◆ YOUR GOAL ◆
Pick the lines holding the string "Result" out of the records and copy them.

━━━ RECORDS FOR PROCESSING

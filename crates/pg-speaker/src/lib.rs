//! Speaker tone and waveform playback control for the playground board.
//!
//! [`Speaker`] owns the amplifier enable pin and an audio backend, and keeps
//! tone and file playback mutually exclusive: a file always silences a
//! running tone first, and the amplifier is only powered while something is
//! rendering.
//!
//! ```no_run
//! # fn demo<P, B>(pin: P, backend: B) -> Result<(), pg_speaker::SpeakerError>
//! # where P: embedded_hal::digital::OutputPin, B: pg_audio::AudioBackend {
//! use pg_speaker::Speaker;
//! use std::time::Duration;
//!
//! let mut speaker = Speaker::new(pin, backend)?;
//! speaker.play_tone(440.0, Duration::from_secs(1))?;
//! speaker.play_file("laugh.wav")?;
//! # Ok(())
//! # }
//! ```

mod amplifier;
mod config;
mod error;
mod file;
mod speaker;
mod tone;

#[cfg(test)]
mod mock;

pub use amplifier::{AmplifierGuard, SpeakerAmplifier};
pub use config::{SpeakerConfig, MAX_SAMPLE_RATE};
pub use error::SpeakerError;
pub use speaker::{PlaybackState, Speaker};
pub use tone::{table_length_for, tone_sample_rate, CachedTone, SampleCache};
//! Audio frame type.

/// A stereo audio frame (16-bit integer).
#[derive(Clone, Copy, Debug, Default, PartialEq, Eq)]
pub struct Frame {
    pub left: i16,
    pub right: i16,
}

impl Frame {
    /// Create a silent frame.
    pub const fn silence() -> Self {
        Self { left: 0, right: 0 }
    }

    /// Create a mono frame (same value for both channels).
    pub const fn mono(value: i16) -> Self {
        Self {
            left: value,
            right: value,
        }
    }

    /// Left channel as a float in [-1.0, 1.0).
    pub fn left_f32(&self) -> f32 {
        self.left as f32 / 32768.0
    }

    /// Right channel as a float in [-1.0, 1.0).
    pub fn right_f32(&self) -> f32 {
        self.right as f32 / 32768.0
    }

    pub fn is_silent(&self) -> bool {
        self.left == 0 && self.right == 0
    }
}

━━━━━━
━━━ RECORDS FOR PROCESSING

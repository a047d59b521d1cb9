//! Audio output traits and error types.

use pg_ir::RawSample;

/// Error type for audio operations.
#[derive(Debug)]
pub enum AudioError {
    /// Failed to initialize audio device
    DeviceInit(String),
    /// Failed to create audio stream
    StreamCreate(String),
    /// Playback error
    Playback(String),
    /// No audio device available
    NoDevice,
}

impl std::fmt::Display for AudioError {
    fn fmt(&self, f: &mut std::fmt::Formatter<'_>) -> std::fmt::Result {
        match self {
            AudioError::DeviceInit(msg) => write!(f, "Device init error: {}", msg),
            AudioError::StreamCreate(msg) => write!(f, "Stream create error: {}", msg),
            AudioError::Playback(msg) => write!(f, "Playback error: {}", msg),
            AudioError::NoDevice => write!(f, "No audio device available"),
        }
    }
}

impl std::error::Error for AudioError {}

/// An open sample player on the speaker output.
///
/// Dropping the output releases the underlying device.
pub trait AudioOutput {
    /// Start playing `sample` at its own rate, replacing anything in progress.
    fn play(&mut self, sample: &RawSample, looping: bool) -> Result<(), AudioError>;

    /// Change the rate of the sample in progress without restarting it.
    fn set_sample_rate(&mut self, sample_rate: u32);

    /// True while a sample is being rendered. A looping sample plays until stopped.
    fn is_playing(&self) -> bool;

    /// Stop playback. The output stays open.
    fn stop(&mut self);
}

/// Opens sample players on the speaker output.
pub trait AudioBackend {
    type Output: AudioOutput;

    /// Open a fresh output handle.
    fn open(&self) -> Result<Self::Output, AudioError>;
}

━━━━━━
━━━ RECORDS FOR PROCESSING

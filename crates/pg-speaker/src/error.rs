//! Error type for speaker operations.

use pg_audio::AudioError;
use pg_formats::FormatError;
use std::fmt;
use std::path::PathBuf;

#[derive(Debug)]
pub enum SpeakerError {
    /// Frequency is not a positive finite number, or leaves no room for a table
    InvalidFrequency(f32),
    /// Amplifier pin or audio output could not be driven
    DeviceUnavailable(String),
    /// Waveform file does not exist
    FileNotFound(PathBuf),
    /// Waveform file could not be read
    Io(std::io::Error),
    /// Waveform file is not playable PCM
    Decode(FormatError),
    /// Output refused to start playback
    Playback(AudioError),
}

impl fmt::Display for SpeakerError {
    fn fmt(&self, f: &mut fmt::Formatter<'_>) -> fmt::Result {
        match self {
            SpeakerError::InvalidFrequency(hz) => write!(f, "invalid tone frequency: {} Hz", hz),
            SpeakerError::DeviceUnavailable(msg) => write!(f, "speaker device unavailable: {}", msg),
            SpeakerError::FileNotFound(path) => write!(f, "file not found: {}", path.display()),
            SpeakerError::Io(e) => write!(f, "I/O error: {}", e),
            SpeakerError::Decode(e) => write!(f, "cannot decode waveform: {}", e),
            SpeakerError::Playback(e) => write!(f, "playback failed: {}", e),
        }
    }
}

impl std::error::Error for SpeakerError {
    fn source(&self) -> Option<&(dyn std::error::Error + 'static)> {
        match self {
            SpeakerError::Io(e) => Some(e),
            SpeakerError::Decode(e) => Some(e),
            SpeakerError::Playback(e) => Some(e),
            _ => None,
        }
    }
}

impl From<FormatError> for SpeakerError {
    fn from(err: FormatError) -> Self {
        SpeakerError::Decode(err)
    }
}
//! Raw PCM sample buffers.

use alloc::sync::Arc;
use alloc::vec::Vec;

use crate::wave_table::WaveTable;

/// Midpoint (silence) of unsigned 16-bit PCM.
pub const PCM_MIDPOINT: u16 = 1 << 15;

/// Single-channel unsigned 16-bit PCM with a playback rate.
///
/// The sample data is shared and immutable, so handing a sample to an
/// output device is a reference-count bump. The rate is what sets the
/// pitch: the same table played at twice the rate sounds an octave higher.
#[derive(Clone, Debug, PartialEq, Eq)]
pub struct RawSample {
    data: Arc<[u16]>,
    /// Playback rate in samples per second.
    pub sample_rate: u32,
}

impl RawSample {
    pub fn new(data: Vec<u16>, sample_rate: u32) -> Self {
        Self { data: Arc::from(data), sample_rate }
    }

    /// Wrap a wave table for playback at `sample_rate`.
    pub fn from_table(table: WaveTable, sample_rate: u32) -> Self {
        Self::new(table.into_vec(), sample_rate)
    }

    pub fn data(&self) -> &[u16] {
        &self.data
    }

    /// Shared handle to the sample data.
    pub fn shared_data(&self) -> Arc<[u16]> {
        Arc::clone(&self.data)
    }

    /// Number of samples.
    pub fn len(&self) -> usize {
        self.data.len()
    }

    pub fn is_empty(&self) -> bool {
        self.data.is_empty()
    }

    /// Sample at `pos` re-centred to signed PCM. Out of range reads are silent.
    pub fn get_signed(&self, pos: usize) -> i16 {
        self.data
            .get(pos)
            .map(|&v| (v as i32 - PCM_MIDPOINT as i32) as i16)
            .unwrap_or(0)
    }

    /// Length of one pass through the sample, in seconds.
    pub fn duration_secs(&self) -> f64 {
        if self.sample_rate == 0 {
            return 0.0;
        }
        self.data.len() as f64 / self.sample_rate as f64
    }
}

━━━━━━

◆ TASK SOLUTION ◆
//! # fn demo<P, B>(pin: P, backend: B) -> Result<(), pg_speaker::SpeakerError>
    fn fmt(&self, f: &mut std::fmt::Formatter<'_>) -> std::fmt::Result {
    fn play(&mut self, sample: &RawSample, looping: bool) -> Result<(), AudioError>;
    fn open(&self) -> Result<Self::Output, AudioError>;
    fn fmt(&self, f: &mut fmt::Formatter<'_>) -> fmt::Result {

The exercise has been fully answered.